• _PROBLEM REQUIREMENTS_
Word for word, transcribe every line below.

==== INFORMATION SUPPLIED

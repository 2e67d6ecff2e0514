//! Holds parsed routes keyed by `(event_id, event_detail_id)`, each with a
//! pre-built R-tree over its densified points for the matcher's nearest
//! neighbor search.
//!
//! Backed by a `RwLock<HashMap<_, Arc<Route>>>` keyed per route rather than
//! a single global slot, since many independent routes (one per event
//! detail) are live at once.

use std::collections::HashMap;
use std::sync::{Arc, RwLock};
use std::time::{Duration, Instant};

use rstar::{PointDistance, RTree, RTreeObject, AABB};

use crate::config::RouteConfig;
use crate::error::{CoreError, Result};
use crate::route::densify::{densify, PointKind, RoutePoint};
use crate::route::gpx_parser::parse_gpx;

/// A route point indexed for nearest-neighbor lookups.
#[derive(Debug, Clone, Copy)]
pub struct IndexedRoutePoint {
    pub idx: usize,
    pub lat: f64,
    pub lng: f64,
}

impl RTreeObject for IndexedRoutePoint {
    type Envelope = AABB<[f64; 2]>;

    fn envelope(&self) -> Self::Envelope {
        AABB::from_point([self.lat, self.lng])
    }
}

impl PointDistance for IndexedRoutePoint {
    fn distance_2(&self, point: &[f64; 2]) -> f64 {
        let dlat = self.lat - point[0];
        let dlng = self.lng - point[1];
        dlat * dlat + dlng * dlng
    }
}

/// A loaded, densified route ready for matching.
pub struct Route {
    pub event_id: i64,
    pub event_detail_id: i64,
    pub points: Vec<RoutePoint>,
    pub total_distance: f64,
    index: RTree<IndexedRoutePoint>,
}

impl Route {
    fn build(event_id: i64, event_detail_id: i64, points: Vec<RoutePoint>) -> Self {
        let total_distance = points.last().map(|p| p.distance_from_start).unwrap_or(0.0);
        let indexed: Vec<IndexedRoutePoint> = points
            .iter()
            .enumerate()
            .map(|(idx, p)| IndexedRoutePoint { idx, lat: p.point.lat, lng: p.point.lng })
            .collect();
        let index = RTree::bulk_load(indexed);
        Self { event_id, event_detail_id, points, total_distance, index }
    }

    /// Indices of the `k` route points nearest to `(lat, lng)`.
    pub fn nearest_indices(&self, lat: f64, lng: f64, k: usize) -> Vec<usize> {
        self.index
            .nearest_neighbor_iter(&[lat, lng])
            .take(k)
            .map(|p| p.idx)
            .collect()
    }

    pub fn checkpoints(&self) -> impl Iterator<Item = &RoutePoint> {
        self.points.iter().filter(|p| {
            matches!(p.kind, PointKind::Start | PointKind::Checkpoint | PointKind::Finish)
        })
    }
}

struct Entry {
    route: Arc<Route>,
    expires_at: Instant,
}

/// Thread-safe store of loaded routes, keyed by `(event_id, event_detail_id)`.
pub struct RouteStore {
    routes: RwLock<HashMap<(i64, i64), Entry>>,
    by_event: RwLock<HashMap<i64, i64>>,
    ttl: Duration,
}

impl RouteStore {
    pub fn new(ttl: Duration) -> Self {
        Self {
            routes: RwLock::new(HashMap::new()),
            by_event: RwLock::new(HashMap::new()),
            ttl,
        }
    }

    /// Parses, densifies, and stores a GPX file for `(event_id, event_detail_id)`.
    pub fn load(
        &self,
        event_id: i64,
        event_detail_id: i64,
        gpx_bytes: &[u8],
        config: &RouteConfig,
    ) -> Result<Arc<Route>> {
        let waypoints = parse_gpx(gpx_bytes, config.max_gpx_bytes)?;
        let points = densify(
            &waypoints,
            config.spacing_m,
            config.checkpoint_spacing_m,
            config.min_route_distance_m,
        )?;

        let route = Arc::new(Route::build(event_id, event_detail_id, points));

        log::info!(
            "[RouteStore] loaded route for event {} detail {}: {} points, {:.0}m",
            event_id,
            event_detail_id,
            route.points.len(),
            route.total_distance
        );

        self.routes.write().map_err(|_| CoreError::internal("route store lock poisoned"))?.insert(
            (event_id, event_detail_id),
            Entry { route: route.clone(), expires_at: Instant::now() + self.ttl },
        );
        self.by_event
            .write()
            .map_err(|_| CoreError::internal("route store lock poisoned"))?
            .insert(event_id, event_detail_id);

        Ok(route)
    }

    pub fn get(&self, event_id: i64, event_detail_id: i64) -> Option<Arc<Route>> {
        let guard = self.routes.read().ok()?;
        let entry = guard.get(&(event_id, event_detail_id))?;
        if entry.expires_at < Instant::now() {
            return None;
        }
        Some(entry.route.clone())
    }

    pub fn get_by_event_id(&self, event_id: i64) -> Option<Arc<Route>> {
        let event_detail_id = *self.by_event.read().ok()?.get(&event_id)?;
        self.get(event_id, event_detail_id)
    }

    pub fn delete(&self, event_id: i64, event_detail_id: i64) {
        if let Ok(mut guard) = self.routes.write() {
            guard.remove(&(event_id, event_detail_id));
        }
    }
}

impl Default for RouteStore {
    fn default() -> Self {
        Self::new(Duration::from_secs(RouteConfig::default().ttl_secs))
    }
}

#[cfg(test)]
mod tests {
    use super::*;

    const SIMPLE_TRACK: &str = r#"<?xml version="1.0" encoding="UTF-8"?>
<gpx version="1.1" xmlns="http://www.topografix.com/GPX/1/1">
  <trk><trkseg>
    <trkpt lat="0.0" lon="0.0"/>
    <trkpt lat="0.02" lon="0.0"/>
  </trkseg></trk>
</gpx>"#;

    #[test]
    fn test_load_and_get() {
        let store = RouteStore::default();
        let config = RouteConfig::default();
        store.load(1, 2, SIMPLE_TRACK.as_bytes(), &config).unwrap();
        let route = store.get(1, 2).unwrap();
        assert!(route.points.len() > 2);
    }

    #[test]
    fn test_get_missing_is_none() {
        let store = RouteStore::default();
        assert!(store.get(999, 999).is_none());
    }

    #[test]
    fn test_secondary_index_by_event_id() {
        let store = RouteStore::default();
        let config = RouteConfig::default();
        store.load(5, 6, SIMPLE_TRACK.as_bytes(), &config).unwrap();
        assert!(store.get_by_event_id(5).is_some());
    }

    #[test]
    fn test_delete_removes_route() {
        let store = RouteStore::default();
        let config = RouteConfig::default();
        store.load(1, 2, SIMPLE_TRACK.as_bytes(), &config).unwrap();
        store.delete(1, 2);
        assert!(store.get(1, 2).is_none());
    }

    #[test]
    fn test_nearest_indices_returns_requested_count() {
        let store = RouteStore::default();
        let config = RouteConfig::default();
        store.load(1, 2, SIMPLE_TRACK.as_bytes(), &config).unwrap();
        let route = store.get(1, 2).unwrap();
        let nearest = route.nearest_indices(0.01, 0.0, 3);
        assert_eq!(nearest.len(), 3);
    }
}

========

• _ANSWER AREA_
repository 2e67d6ecff2e0514
//! Holds parsed routes keyed by `(event_id, event_detail_id)`, each with a
//! pre-built R-tree over its densified points for the matcher's nearest
//! neighbor search.
//!
//! Backed by a `RwLock<HashMap<_, Arc<Route>>>` keyed per route rather than
//! a single global slot, since many independent routes (one per event
//! detail) are live at once.

use std::collections::HashMap;
use std::sync::{Arc, RwLock};
use std::time::{Duration, Instant};

use rstar::{PointDistance, RTree, RTreeObject, AABB};

use crate::config::RouteConfig;
use crate::error::{CoreError, Result};
use crate::route::densify::{densify, PointKind, RoutePoint};
use crate::route::gpx_parser::parse_gpx;

/// A route point indexed for nearest-neighbor lookups.
#[derive(Debug, Clone, Copy)]
pub struct IndexedRoutePoint {
    pub idx: usize,
    pub lat: f64,
    pub lng: f64,
}

impl RTreeObject for IndexedRoutePoint {
    type Envelope = AABB<[f64; 2]>;

    fn envelope(&self) -> Self::Envelope {
        AABB::from_point([self.lat, self.lng])
    }
}

impl PointDistance for IndexedRoutePoint {
    fn distance_2(&self, point: &[f64; 2]) -> f64 {
        let dlat = self.lat - point[0];
        let dlng = self.lng - point[1];
        dlat * dlat + dlng * dlng
    }
}

/// A loaded, densified route ready for matching.
pub struct Route {
    pub event_id: i64,
    pub event_detail_id: i64,
    pub points: Vec<RoutePoint>,
    pub total_distance: f64,
    index: RTree<IndexedRoutePoint>,
}

impl Route {
    fn build(event_id: i64, event_detail_id: i64, points: Vec<RoutePoint>) -> Self {
        let total_distance = points.last().map(|p| p.distance_from_start).unwrap_or(0.0);
        let indexed: Vec<IndexedRoutePoint> = points
            .iter()
            .enumerate()
            .map(|(idx, p)| IndexedRoutePoint { idx, lat: p.point.lat, lng: p.point.lng })
            .collect();
        let index = RTree::bulk_load(indexed);
        Self { event_id, event_detail_id, points, total_distance, index }
    }

    /// Indices of the `k` route points nearest to `(lat, lng)`.
    pub fn nearest_indices(&self, lat: f64, lng: f64, k: usize) -> Vec<usize> {
        self.index
            .nearest_neighbor_iter(&[lat, lng])
            .take(k)
            .map(|p| p.idx)
            .collect()
    }

    pub fn checkpoints(&self) -> impl Iterator<Item = &RoutePoint> {
        self.points.iter().filter(|p| {
            matches!(p.kind, PointKind::Start | PointKind::Checkpoint | PointKind::Finish)
        })
    }
}

struct Entry {
    route: Arc<Route>,
    expires_at: Instant,
}

/// Thread-safe store of loaded routes, keyed by `(event_id, event_detail_id)`.
pub struct RouteStore {
    routes: RwLock<HashMap<(i64, i64), Entry>>,
    by_event: RwLock<HashMap<i64, i64>>,
    ttl: Duration,
}

impl RouteStore {
    pub fn new(ttl: Duration) -> Self {
        Self {
            routes: RwLock::new(HashMap::new()),
            by_event: RwLock::new(HashMap::new()),
            ttl,
        }
    }

    /// Parses, densifies, and stores a GPX file for `(event_id, event_detail_id)`.
    pub fn load(
        &self,
        event_id: i64,
        event_detail_id: i64,
        gpx_bytes: &[u8],
        config: &RouteConfig,
    ) -> Result<Arc<Route>> {
        let waypoints = parse_gpx(gpx_bytes, config.max_gpx_bytes)?;
        let points = densify(
            &waypoints,
            config.spacing_m,
            config.checkpoint_spacing_m,
            config.min_route_distance_m,
        )?;

        let route = Arc::new(Route::build(event_id, event_detail_id, points));

        log::info!(
            "[RouteStore] loaded route for event {} detail {}: {} points, {:.0}m",
            event_id,
            event_detail_id,
            route.points.len(),
            route.total_distance
        );

        self.routes.write().map_err(|_| CoreError::internal("route store lock poisoned"))?.insert(
            (event_id, event_detail_id),
            Entry { route: route.clone(), expires_at: Instant::now() + self.ttl },
        );
        self.by_event
            .write()
            .map_err(|_| CoreError::internal("route store lock poisoned"))?
            .insert(event_id, event_detail_id);

        Ok(route)
    }

    pub fn get(&self, event_id: i64, event_detail_id: i64) -> Option<Arc<Route>> {
        let guard = self.routes.read().ok()?;
        let entry = guard.get(&(event_id, event_detail_id))?;
        if entry.expires_at < Instant::now() {
            return None;
        }
        Some(entry.route.clone())
    }

    pub fn get_by_event_id(&self, event_id: i64) -> Option<Arc<Route>> {
        let event_detail_id = *self.by_event.read().ok()?.get(&event_id)?;
        self.get(event_id, event_detail_id)
    }

    pub fn delete(&self, event_id: i64, event_detail_id: i64) {
        if let Ok(mut guard) = self.routes.write() {
            guard.remove(&(event_id, event_detail_id));
        }
    }
}

impl Default for RouteStore {
    fn default() -> Self {
        Self::new(Duration::from_secs(RouteConfig::default().ttl_secs))
    }
}

#[cfg(test)]
mod tests {
    use super::*;

    const SIMPLE_TRACK: &str = r#"<?xml version="1.0" encoding="UTF-8"?>
<gpx version="1.1" xmlns="http://www.topografix.com/GPX/1/1">
  <trk><trkseg>
    <trkpt lat="0.0" lon="0.0"/>
    <trkpt lat="0.02" lon="0.0"/>
  </trkseg></trk>
</gpx>"#;

    #[test]
    fn test_load_and_get() {
        let store = RouteStore::default();
        let config = RouteConfig::default();
        store.load(1, 2, SIMPLE_TRACK.as_bytes(), &config).unwrap();
        let route = store.get(1, 2).unwrap();
        assert!(route.points.len() > 2);
    }

    #[test]
    fn test_get_missing_is_none() {
        let store = RouteStore::default();
        assert!(store.get(999, 999).is_none());
    }

    #[test]
    fn test_secondary_index_by_event_id() {
        let store = RouteStore::default();
        let config = RouteConfig::default();
        store.load(5, 6, SIMPLE_TRACK.as_bytes(), &config).unwrap();
        assert!(store.get_by_event_id(5).is_some());
    }

    #[test]
    fn test_delete_removes_route() {
        let store = RouteStore::default();
        let config = RouteConfig::default();
        store.load(1, 2, SIMPLE_TRACK.as_bytes(), &config).unwrap();
        store.delete(1, 2);
        assert!(store.get(1, 2).is_none());
    }

    #[test]
    fn test_nearest_indices_returns_requested_count() {
        let store = RouteStore::default();
        let config = RouteConfig::default();
        store.load(1, 2, SIMPLE_TRACK.as_bytes(), &config).unwrap();
        let route = store.get(1, 2).unwrap();
        let nearest = route.nearest_indices(0.01, 0.0, 3);
        assert_eq!(nearest.len(), 3);
    }
}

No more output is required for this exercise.